Prabowo responded by saying the Constitutional Court ruling was clear.

“Our people are smart. People know the process. We understand who intervened,” he said in an apparent attempt to deflect the blame from himself.

Meanwhile, Anies highlighted the importance of proper wages for everyone working in courts so that judges could work impartially to provide justice for everyone.

Prabowo agreed with Anies, saying it was important to strengthen judicial bodies with clear merit and an exam system for judges for a better Indonesia, and thus concluded this particular section of the debate.

But the tensions between Prabowo and Anies immediately reignited.

Picking up where they left off on the Constitutional Court, Anies asked how Prabowo “felt” when then chief justice Anwar Usman, who is his running mate Gibran’s uncle, was found guilty of an ethics breach for his role in the court’s ruling that paved the way for Gibran’s candidacy.

Read also: Chief Justice demoted over Gibran ruling

Refusing to acknowledge that there was any problem, Prabowo said that his legal team had assured him that Anwar’s ethics breach had nothing to do with his 2024 ticket.

“The point is, it’s the people who decide […] We’re not little children anymore, so come on, Mas Anies,” Prabowo said. “If they don’t like me, then they don’t have to vote for me. I have nothing to lose. I’m ready to die for this country.”

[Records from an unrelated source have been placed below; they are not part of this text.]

// src/snapshot.rs
use crate::error::{HandError, HandResult};
use crate::pose::Pose;
use crate::types::{HandFinger, FINGER_COUNT, HAND_JOINT_COUNT};
use serde::{Deserialize, Serialize};

#[derive(Debug, Clone, Copy, Default, PartialEq, Serialize, Deserialize)]
pub struct FingerState {
    pub is_pinching: bool,
    pub pinch_strength: f32,
    pub is_high_confidence: bool,
}

impl FingerState {
    pub fn from_strength(strength: f32, pinch_threshold: f32, is_high_confidence: bool) -> Self {
        let strength = strength.clamp(0.0, 1.0);
        Self {
            is_pinching: strength >= pinch_threshold,
            pinch_strength: strength,
            is_high_confidence,
        }
    }
}

/// One frame of tracking data as a backend publishes it.
///
/// Root, pointer and center eye are in tracking space; `None` means the pose
/// is not valid this frame. `joints_local` holds parent-relative poses and is
/// either empty (skeleton not initialized) or a full skeleton.
#[derive(Debug, Clone, PartialEq, Serialize, Deserialize)]
pub struct HandDataSnapshot {
    pub is_data_valid: bool,
    pub is_connected: bool,
    pub is_high_confidence: bool,
    pub is_dominant_hand: bool,
    pub hand_scale: f32,
    pub root: Option<Pose>,
    pub pointer: Option<Pose>,
    pub joints_local: Vec<Pose>,
    pub fingers: [FingerState; FINGER_COUNT],
    pub center_eye: Option<Pose>,
}

impl Default for HandDataSnapshot {
    fn default() -> Self {
        Self::disconnected()
    }
}

impl HandDataSnapshot {
    pub fn disconnected() -> Self {
        Self {
            is_data_valid: false,
            is_connected: false,
            is_high_confidence: false,
            is_dominant_hand: false,
            hand_scale: 1.0,
            root: None,
            pointer: None,
            joints_local: Vec::new(),
            fingers: [FingerState::default(); FINGER_COUNT],
            center_eye: None,
        }
    }

    /// Connected, high confidence hand at `root` with the given skeleton.
    pub fn tracked(root: Pose, joints_local: [Pose; HAND_JOINT_COUNT]) -> Self {
        Self {
            is_data_valid: true,
            is_connected: true,
            is_high_confidence: true,
            root: Some(root),
            joints_local: joints_local.to_vec(),
            fingers: [FingerState {
                is_high_confidence: true,
                ..FingerState::default()
            }; FINGER_COUNT],
            ..Self::disconnected()
        }
    }

    pub fn finger(&self, finger: HandFinger) -> &FingerState {
        &self.fingers[finger.index()]
    }

    pub fn finger_mut(&mut self, finger: HandFinger) -> &mut FingerState {
        &mut self.fingers[finger.index()]
    }

    pub fn validate(&self) -> HandResult<()> {
        if !self.joints_local.is_empty() && self.joints_local.len() != HAND_JOINT_COUNT {
            return Err(HandError::JointCountMismatch {
                expected: HAND_JOINT_COUNT,
                actual: self.joints_local.len(),
            });
        }
        if !self.hand_scale.is_finite() || self.hand_scale <= 0.0 {
            return Err(HandError::InvalidScale(self.hand_scale));
        }
        if self.is_high_confidence && !(self.is_connected && self.is_data_valid) {
            return Err(HandError::InvariantViolated(
                "high confidence hand must be connected with valid data",
            ));
        }
        if self.is_high_confidence && self.root.is_none() {
            return Err(HandError::InvariantViolated(
                "high confidence hand must have a root pose",
            ));
        }

        let poses = [
            ("root pose", self.root),
            ("pointer pose", self.pointer),
            ("center eye pose", self.center_eye),
        ];
        for (what, pose) in poses {
            if pose.map_or(false, |p| !p.is_finite()) {
                return Err(HandError::NonFinite(what));
            }
        }
        if self.joints_local.iter().any(|p| !p.is_finite()) {
            return Err(HandError::NonFinite("joint pose"));
        }
        for (what, pose) in poses {
            if pose.map_or(false, |p| !p.has_unit_rotation()) {
                return Err(HandError::DegenerateRotation(what));
            }
        }
        if self.joints_local.iter().any(|p| !p.has_unit_rotation()) {
            return Err(HandError::DegenerateRotation("joint pose"));
        }
        if self.fingers.iter().any(|f| !f.pinch_strength.is_finite()) {
            return Err(HandError::NonFinite("pinch strength"));
        }
        Ok(())
    }

    /// Clamps pinch strengths into `[0, 1]`.
    pub fn normalize(&mut self) {
        for finger in self.fingers.iter_mut() {
            finger.pinch_strength = finger.pinch_strength.clamp(0.0, 1.0);
        }
    }
}

#[cfg(test)]
mod tests {
    use super::*;
    use crate::skeleton::bind_pose_local;
    use crate::types::Handedness;
    use nalgebra::{Quaternion, UnitQuaternion};

    fn tracked() -> HandDataSnapshot {
        HandDataSnapshot::tracked(Pose::identity(), bind_pose_local(Handedness::Right))
    }

    #[test]
    fn test_constructors_are_valid() {
        assert!(HandDataSnapshot::disconnected().validate().is_ok());
        assert!(tracked().validate().is_ok());
    }

    #[test]
    fn test_high_confidence_requires_connection_and_root() {
        let mut snapshot = tracked();
        snapshot.is_connected = false;
        assert!(matches!(snapshot.validate(), Err(HandError::InvariantViolated(_))));

        let mut snapshot = tracked();
        snapshot.root = None;
        assert!(matches!(snapshot.validate(), Err(HandError::InvariantViolated(_))));
    }

    #[test]
    fn test_partial_skeleton_rejected() {
        let mut snapshot = tracked();
        snapshot.joints_local.truncate(10);
        assert!(matches!(
            snapshot.validate(),
            Err(HandError::JointCountMismatch { expected: 24, actual: 10 })
        ));
    }

    #[test]
    fn test_nan_strength_rejected_but_overshoot_clamped() {
        let mut snapshot = tracked();
        snapshot.finger_mut(HandFinger::Ring).pinch_strength = f32::NAN;
        assert!(matches!(snapshot.validate(), Err(HandError::NonFinite(_))));

        let mut snapshot = tracked();
        snapshot.finger_mut(HandFinger::Ring).pinch_strength = 1.4;
        snapshot.finger_mut(HandFinger::Thumb).pinch_strength = -0.2;
        assert!(snapshot.validate().is_ok());
        snapshot.normalize();
        assert_eq!(snapshot.finger(HandFinger::Ring).pinch_strength, 1.0);
        assert_eq!(snapshot.finger(HandFinger::Thumb).pinch_strength, 0.0);
    }

    #[test]
    fn test_degenerate_rotation_rejected() {
        let mut snapshot = tracked();
        snapshot.root = Some(Pose {
            rotation: UnitQuaternion::new_unchecked(Quaternion::new(0.0, 0.0, 0.0, 0.0)),
            ..Pose::identity()
        });
        assert!(matches!(
            snapshot.validate(),
            Err(HandError::DegenerateRotation("root pose"))
        ));

        let mut snapshot = tracked();
        snapshot.joints_local[5].rotation =
            UnitQuaternion::new_unchecked(Quaternion::new(2.0, 0.0, 0.0, 0.0));
        assert!(matches!(
            snapshot.validate(),
            Err(HandError::DegenerateRotation("joint pose"))
        ));
    }

    #[test]
    fn test_bad_scale_rejected() {
        let mut snapshot = tracked();
        snapshot.hand_scale = 0.0;
        assert!(matches!(snapshot.validate(), Err(HandError::InvalidScale(_))));
    }

    #[test]
    fn test_finger_state_threshold() {
        let state = FingerState::from_strength(0.85, 0.8, true);
        assert!(state.is_pinching);
        let state = FingerState::from_strength(1.7, 0.8, false);
        assert_eq!(state.pinch_strength, 1.0);
        assert!(!FingerState::from_strength(0.3, 0.8, true).is_pinching);
    }
}
// src/space.rs
use crate::pose::Pose;
use std::cell::Cell;
use std::rc::Rc;

/// Converts tracking-space poses into world space. Implementations are read
/// at query time, so an owner mutating the transform between frames is seen
/// by the very next query.
pub trait TrackingToWorldTransformer {
    fn to_world_pose(&self, pose: &Pose) -> Pose;
    fn to_tracking_pose(&self, pose: &Pose) -> Pose;
}

/// Tracking origin placed in the world by the scene graph.
#[derive(Debug, Default)]
pub struct TrackingSpace {
    origin: Cell<Pose>,
}

impl TrackingSpace {
    pub fn new(origin: Pose) -> Rc<Self> {
        Rc::new(Self {
            origin: Cell::new(origin),
        })
    }

    pub fn origin(&self) -> Pose {
        self.origin.get()
    }

    pub fn set_origin(&self, origin: Pose) {
        self.origin.set(origin);
    }
}

impl TrackingToWorldTransformer for TrackingSpace {
    fn to_world_pose(&self, pose: &Pose) -> Pose {
        self.origin.get().compose(pose)
    }

    fn to_tracking_pose(&self, pose: &Pose) -> Pose {
        pose.relative_to(&self.origin.get())
    }
}

#[cfg(test)]
mod tests {
    use super::*;
    use nalgebra::{UnitQuaternion, Vector3};

    #[test]
    fn test_round_trip_through_world() {
        let space = TrackingSpace::new(Pose::new(
            Vector3::new(0.0, 1.6, 0.0),
            UnitQuaternion::from_euler_angles(0.0, 0.7, 0.0),
        ));
        let pose = Pose::from_position(Vector3::new(0.1, 0.0, 0.3));
        let world = space.to_world_pose(&pose);
        assert!(space.to_tracking_pose(&world).approx_eq(&pose, 1e-5));
    }

    #[test]
    fn test_origin_change_is_visible_immediately() {
        let space = TrackingSpace::new(Pose::identity());
        let pose = Pose::from_position(Vector3::new(0.0, 0.0, 1.0));
        assert_eq!(space.to_world_pose(&pose).position, Vector3::new(0.0, 0.0, 1.0));

        space.set_origin(Pose::from_position(Vector3::new(2.0, 0.0, 0.0)));
        assert_eq!(space.to_world_pose(&pose).position, Vector3::new(2.0, 0.0, 1.0));
    }
}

Pointing out that nepotism was a deep-rooted problem in the country, Anies responded by saying that the normalization of such practices was simply “annoying.”

“It’s this practice of nepotism that does not allow a meritocracy to flourish,” he said.

Holding firm on his none-of-my-business stance, Prabowo again insisted that only the people would get to decide through their ballots whether any foul play had indeed taken place.

“If we are found to be wrong, or if we have betrayed [the country], it is the people who will decide our punishment,” Prabowo concluded.

Political Analyst Firman Noor said that Anies performed well during the debate highlighting a clear vision in terms of reforming the country’s judicial system, being the only one who said he wanted to revoke the controversial 2019 amendment of the Corruption Eradication Commission (KPK) Law, which in many ways neutered the antigraft body.

Firman also felt that Ganjar was quite successful in answering questions from the panel and attacks from his opponents, especially in answering questions regarding Central Java’s high unemployment rate and criticism of his flagship program for farmers called Kartu Tani, which monitors access to subsidized fertilizer.

“Prabowo on the other hand, looked a little bit unprepared. Often answering questions vaguely, which works for the masses, but not for more educated voters,” Firman said.